Problem details:
Your output should be each line from the material below that has the word "impl".

Exercise inputs:
|---|

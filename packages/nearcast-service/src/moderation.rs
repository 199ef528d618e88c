//! Moderator decisions. Both flags are one-way and applied at read time, so
//! a decision takes effect on the next search without touching the index.

use serde::{Deserialize, Serialize};
use uuid::Uuid;

use crate::{Error, NearcastService, Result};

#[derive(Clone, Debug, Deserialize)]
pub struct ModerateCastRequest {
	pub cast_id: Uuid,
}

#[derive(Clone, Debug, Serialize)]
pub struct ModerateCastResponse {
	pub cast_id: Uuid,
}

#[derive(Clone, Debug, Deserialize)]
pub struct ModerateCreatorRequest {
	pub creator_id: Uuid,
}

#[derive(Clone, Debug, Serialize)]
pub struct ModerateCreatorResponse {
	pub creator_id: Uuid,
}

impl NearcastService {
	pub async fn moderate_cast(&self, request: &ModerateCastRequest) -> Result<ModerateCastResponse> {
		if self.stores.casts.get(request.cast_id).await?.is_none() {
			return Err(Error::NotFound {
				message: format!("no cast with id {}.", request.cast_id),
			});
		}

		self.stores.casts.mark_moderated(request.cast_id).await?;

		tracing::info!(cast_id = %request.cast_id, "cast moderated");

		Ok(ModerateCastResponse { cast_id: request.cast_id })
	}

	/// Moderates a creator, hiding every cast they have made or will make.
	pub async fn moderate_creator(
		&self,
		request: &ModerateCreatorRequest,
	) -> Result<ModerateCreatorResponse> {
		if self.stores.creators.get(request.creator_id).await?.is_none() {
			return Err(Error::NotFound {
				message: format!("no creator with id {}.", request.creator_id),
			});
		}

		self.stores.creators.mark_moderated(request.creator_id).await?;

		tracing::info!(creator_id = %request.creator_id, "creator moderated");

		Ok(ModerateCreatorResponse { creator_id: request.creator_id })
	}
}
use serde::Serialize;

use nearcast_domain::visibility::VISIBILITY_WINDOW;

use crate::NearcastService;

#[derive(Clone, Debug, Serialize)]
pub struct CastLifetimeResponse {
	pub lifetime_ms: u64,
	pub description: String,
}

impl NearcastService {
	/// How long casts stay discoverable, for clients that render a countdown.
	pub fn cast_lifetime(&self) -> CastLifetimeResponse {
		CastLifetimeResponse {
			lifetime_ms: VISIBILITY_WINDOW.whole_milliseconds() as u64,
			description: "24 hours".to_string(),
		}
	}
}
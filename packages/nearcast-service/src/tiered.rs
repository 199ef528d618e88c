//! Adaptive multi-radius search over the (day bucket, cell id) index.
//!
//! The radius ladder runs from the base radius upward, doubling each step.
//! Every tier issues one range query per (covering cell, recency bucket)
//! pair; a tier overflows when any of its sub-queries returns a full page,
//! meaning the index may hold more keys in that region than the tier was
//! allowed to read. The result is the largest tier that completed without
//! overflowing, so the radius adapts to local density: wide in sparse areas,
//! tight in dense ones.

use std::{collections::HashSet, sync::Arc};

use time::OffsetDateTime;
use tokio::time::Instant;
use uuid::Uuid;

use nearcast_config::Search;
use nearcast_domain::{
	recency::buckets_covering_window,
	visibility::VISIBILITY_WINDOW,
};
use nearcast_geo::{CellRange, SpatialIndex};
use nearcast_storage::store::CastStore;

use crate::{Error, Result};

#[derive(Clone, Copy, Debug, PartialEq)]
pub(crate) struct RadiusTier {
	pub radius_m: f64,
	pub cap: u32,
}

/// The radius ladder, smallest tier first. The base tier carries a larger cap
/// so a dense neighborhood still yields a full result page before the search
/// gives up on it.
pub(crate) fn ladder(search: &Search) -> Vec<RadiusTier> {
	let mut tiers = vec![RadiusTier { radius_m: search.base_radius_m, cap: search.base_tier_cap }];

	for doubling in 1..=search.radius_doublings {
		tiers.push(RadiusTier {
			radius_m: search.base_radius_m * f64::from(1_u32 << doubling),
			cap: search.tier_cap,
		});
	}

	tiers
}

#[derive(Debug)]
pub(crate) struct TierOutcome {
	pub radius_m: f64,
	pub keys: Vec<Uuid>,
	pub overflowed: bool,
}

pub(crate) struct TieredRadiusSearch {
	casts: Arc<dyn CastStore>,
	spatial: Arc<dyn SpatialIndex>,
	search: Search,
}
impl TieredRadiusSearch {
	pub fn new(casts: Arc<dyn CastStore>, spatial: Arc<dyn SpatialIndex>, search: Search) -> Self {
		Self { casts, spatial, search }
	}

	/// Evaluates the ladder and picks the best completed tier.
	///
	/// Tiers are evaluated in order; a tier that errors or misses the
	/// deadline stops the scan, and whatever completed before it is still
	/// eligible. If nothing completed, the search is unavailable.
	pub async fn run(
		&self,
		latitude: f64,
		longitude: f64,
		now: OffsetDateTime,
		deadline: Instant,
	) -> Result<TierOutcome> {
		let buckets = buckets_covering_window(now, VISIBILITY_WINDOW);
		let mut outcomes = Vec::new();

		for tier in ladder(&self.search) {
			match tokio::time::timeout_at(deadline, self.run_tier(latitude, longitude, &buckets, tier))
				.await
			{
				Ok(Ok(outcome)) => outcomes.push(outcome),
				Ok(Err(err)) => {
					tracing::warn!(radius_m = tier.radius_m, error = %err, "radius tier failed, stopping the ladder scan");

					break;
				},
				Err(_) => {
					tracing::warn!(radius_m = tier.radius_m, "radius tier missed the deadline, stopping the ladder scan");

					break;
				},
			}
		}

		select_best(outcomes)
	}

	async fn run_tier(
		&self,
		latitude: f64,
		longitude: f64,
		buckets: &[i64],
		tier: RadiusTier,
	) -> Result<TierOutcome> {
		let coverings = self.spatial.covering_cells(
			latitude,
			longitude,
			tier.radius_m,
			self.search.max_covering_cells as usize,
		);
		let sub_queries = buckets
			.iter()
			.flat_map(|&bucket| coverings.iter().map(move |&range| (bucket, range)))
			.collect::<Vec<_>>();
		let mut seen = HashSet::new();
		let mut keys = Vec::new();
		let mut overflowed = false;

		for batch in sub_queries.chunks(self.search.max_parallel_queries.max(1) as usize) {
			let handles = batch
				.iter()
				.map(|&(bucket, range)| {
					let casts = self.casts.clone();
					let cap = tier.cap;

					tokio::spawn(async move { casts.range_query(bucket, range, cap).await })
				})
				.collect::<Vec<_>>();

			for handle in handles {
				let page = handle.await.map_err(|err| Error::Unavailable {
					message: format!("range query task failed, {err}"),
				})??;

				overflowed |= page.len() >= tier.cap as usize;
				keys.extend(page.into_iter().filter(|id| seen.insert(*id)));
			}
		}

		Ok(TierOutcome { radius_m: tier.radius_m, keys, overflowed })
	}
}

/// The best tier is the largest radius that completed without overflowing.
/// An overflow at the smallest tier means even the densest read budget was
/// exhausted; the capped page is returned as a degraded result rather than
/// nothing. An overflow further up keeps the previous tier, whose keys are
/// already a superset of everything nearer.
fn select_best(outcomes: Vec<TierOutcome>) -> Result<TierOutcome> {
	let mut outcomes = outcomes.into_iter();
	let Some(mut best) = outcomes.next() else {
		return Err(Error::Unavailable {
			message: "no radius tier completed before the deadline".to_string(),
		});
	};

	if best.overflowed {
		tracing::warn!(
			radius_m = best.radius_m,
			keys = best.keys.len(),
			"smallest radius tier overflowed, returning a degraded result"
		);

		return Ok(best);
	}

	for outcome in outcomes {
		if outcome.overflowed {
			break;
		}

		best = outcome;
	}

	Ok(best)
}

#[cfg(test)]
mod tests {
	use super::*;

	fn search() -> Search {
		Search {
			base_radius_m: 100_000.0,
			radius_doublings: 5,
			base_tier_cap: 500,
			tier_cap: 100,
			max_covering_cells: 5,
			max_parallel_queries: 10,
			max_results: 100,
			default_timeout_ms: 5_000,
		}
	}

	fn outcome(radius_m: f64, keys: usize, overflowed: bool) -> TierOutcome {
		TierOutcome {
			radius_m,
			keys: (0..keys).map(|n| Uuid::from_u128(n as u128)).collect(),
			overflowed,
		}
	}

	#[test]
	fn ladder_doubles_from_the_base_radius() {
		let tiers = ladder(&search());

		assert_eq!(
			tiers.iter().map(|t| t.radius_m).collect::<Vec<_>>(),
			vec![100_000.0, 200_000.0, 400_000.0, 800_000.0, 1_600_000.0, 3_200_000.0],
		);
		assert_eq!(tiers[0].cap, 500);
		assert!(tiers[1..].iter().all(|t| t.cap == 100));
	}

	#[test]
	fn best_is_the_largest_tier_before_an_overflow() {
		let best = select_best(vec![
			outcome(100_000.0, 3, false),
			outcome(200_000.0, 9, false),
			outcome(400_000.0, 100, true),
		])
		.unwrap();

		assert_eq!(best.radius_m, 200_000.0);
		assert_eq!(best.keys.len(), 9);
	}

	#[test]
	fn smallest_tier_overflow_still_returns_its_page() {
		let best = select_best(vec![outcome(100_000.0, 500, true), outcome(200_000.0, 7, false)])
			.unwrap();

		assert_eq!(best.radius_m, 100_000.0);
		assert_eq!(best.keys.len(), 500);
	}

	#[test]
	fn no_completed_tier_is_unavailable() {
		assert!(matches!(select_best(Vec::new()), Err(Error::Unavailable { .. })));
	}
}
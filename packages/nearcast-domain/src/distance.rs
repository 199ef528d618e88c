use uuid::Uuid;

/// Mean earth radius in meters.
pub const EARTH_RADIUS_M: f64 = 6_371_010.0;

/// A candidate for ranking: the true coordinates as stored at creation.
#[derive(Clone, Copy, Debug)]
pub struct Candidate {
	pub cast_id: Uuid,
	pub latitude: f64,
	pub longitude: f64,
}

/// A ranked candidate with its great-circle distance from the origin.
#[derive(Clone, Copy, Debug, PartialEq)]
pub struct Ranked {
	pub cast_id: Uuid,
	pub distance_m: f64,
}

/// Haversine great-circle distance in meters.
pub fn haversine_m(lat1: f64, lng1: f64, lat2: f64, lng2: f64) -> f64 {
	let phi1 = lat1.to_radians();
	let phi2 = lat2.to_radians();
	let d_phi = (lat2 - lat1).to_radians();
	let d_lambda = (lng2 - lng1).to_radians();
	let a = (d_phi / 2.0).sin().powi(2) + phi1.cos() * phi2.cos() * (d_lambda / 2.0).sin().powi(2);

	2.0 * EARTH_RADIUS_M * a.sqrt().min(1.0).asin()
}

/// Orders candidates by true distance from the origin, ascending, breaking
/// ties by `cast_id`, and truncates to `max_results`. This is the exact
/// re-ranking stage: cell coverings over-approximate, so index proximity is
/// never trusted for ordering.
pub fn rank_candidates(
	origin_lat: f64,
	origin_lng: f64,
	candidates: &[Candidate],
	max_results: usize,
) -> Vec<Ranked> {
	let mut ranked = candidates
		.iter()
		.map(|c| Ranked {
			cast_id: c.cast_id,
			distance_m: haversine_m(origin_lat, origin_lng, c.latitude, c.longitude),
		})
		.collect::<Vec<_>>();

	ranked.sort_by(|a, b| {
		a.distance_m.total_cmp(&b.distance_m).then_with(|| a.cast_id.cmp(&b.cast_id))
	});
	ranked.truncate(max_results);

	ranked
}
#[derive(Clone, Debug, Default)]
pub struct VarDomination {
    options: DominanceOptions,
    phase: DominancePhase,
    num_refs: usize,

    partition: SignedPartition,
    can_freely_decrease: KeyedVec<VarRef, bool>,
    /// Bit `i % 64` is set when the `i`-th constraint described with a direction blocks the
    /// signed variable from decreasing.
    block_down_signature: KeyedVec<VarRef, u64>,
    num_directed_constraints: usize,

    /// The groups of signed variables stored while partitioning; the initial candidates are
    /// suffixes of these groups.
    shared_buffer: SpanArena<VarRef>,
    initial_candidates: KeyedVec<VarRef, Option<Span>>,

    /// The candidate lists, which become the dominance lists once finalised.
    buffer: SpanArena<VarRef>,
    candidates: KeyedVec<VarRef, Span>,
    num_relations: usize,

    /// The signed variables of the constraint which is being described, with their rank.
    tmp_ranks: Vec<(VarRef, usize)>,
    tmp_rank_of: KeyedVec<VarRef, Option<usize>>,
}
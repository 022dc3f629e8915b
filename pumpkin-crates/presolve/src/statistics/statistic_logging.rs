//! Writes statistics as `{PREFIX} {NAME}={VALUE}` lines once logging has been configured.

use std::fmt::Debug;
use std::fmt::Display;
use std::fmt::Formatter;
use std::io::stdout;
use std::io::Write;
use std::sync::Mutex;
use std::sync::OnceLock;

use convert_case::Case;
use convert_case::Casing;

struct StatisticOptions {
    statistic_prefix: &'static str,
    after_statistics: Option<&'static str>,
    statistics_casing: Option<Case>,
    statistics_writer: Box<dyn Write + Send + Sync>,
}

impl Debug for StatisticOptions {
    fn fmt(&self, f: &mut Formatter<'_>) -> std::fmt::Result {
        f.debug_struct("StatisticOptions")
            .field("statistic_prefix", &self.statistic_prefix)
            .field("after_statistics", &self.after_statistics)
            .field("statistics_casing", &self.statistics_casing)
            .field("statistics_writer", &"<Writer>")
            .finish()
    }
}

static STATISTIC_OPTIONS: OnceLock<Mutex<StatisticOptions>> = OnceLock::new();

/// Configures the logging of the statistics.
///
/// Only the first call has an effect. If no writer is given, stdout is used. Until this is called,
/// [`log_statistic`] is a no-op.
pub fn configure_statistic_logging(
    prefix: &'static str,
    after: Option<&'static str>,
    casing: Option<Case>,
    writer: Option<Box<dyn Write + Send + Sync>>,
) {
    let _ = STATISTIC_OPTIONS.get_or_init(|| {
        Mutex::new(StatisticOptions {
            statistic_prefix: prefix,
            after_statistics: after,
            statistics_casing: casing,
            statistics_writer: writer.unwrap_or(Box::new(stdout())),
        })
    });
}

/// Logs the statistic `name` with value `value`.
pub fn log_statistic(name: impl Display, value: impl Display) {
    if let Some(lock) = STATISTIC_OPTIONS.get() {
        if let Ok(mut options) = lock.lock() {
            let name = match options.statistics_casing {
                Some(casing) => name.to_string().to_case(casing),
                None => name.to_string(),
            };
            let prefix = options.statistic_prefix;
            let _ = writeln!(options.statistics_writer, "{prefix} {name}={value}");
        }
    }
}

/// Logs the closing line of a block of statistics, if one is configured.
pub fn log_statistic_postfix() {
    if let Some(lock) = STATISTIC_OPTIONS.get() {
        if let Ok(mut options) = lock.lock() {
            if let Some(postfix) = options.after_statistics {
                let _ = writeln!(options.statistics_writer, "{postfix}");
            }
        }
    }
}

pub fn should_log_statistics() -> bool {
    STATISTIC_OPTIONS.get().is_some()
}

|---|

Expected output:
impl NearcastService {
impl NearcastService {
impl TieredRadiusSearch {
impl Debug for StatisticOptions {
pub fn log_statistic(name: impl Display, value: impl Display) {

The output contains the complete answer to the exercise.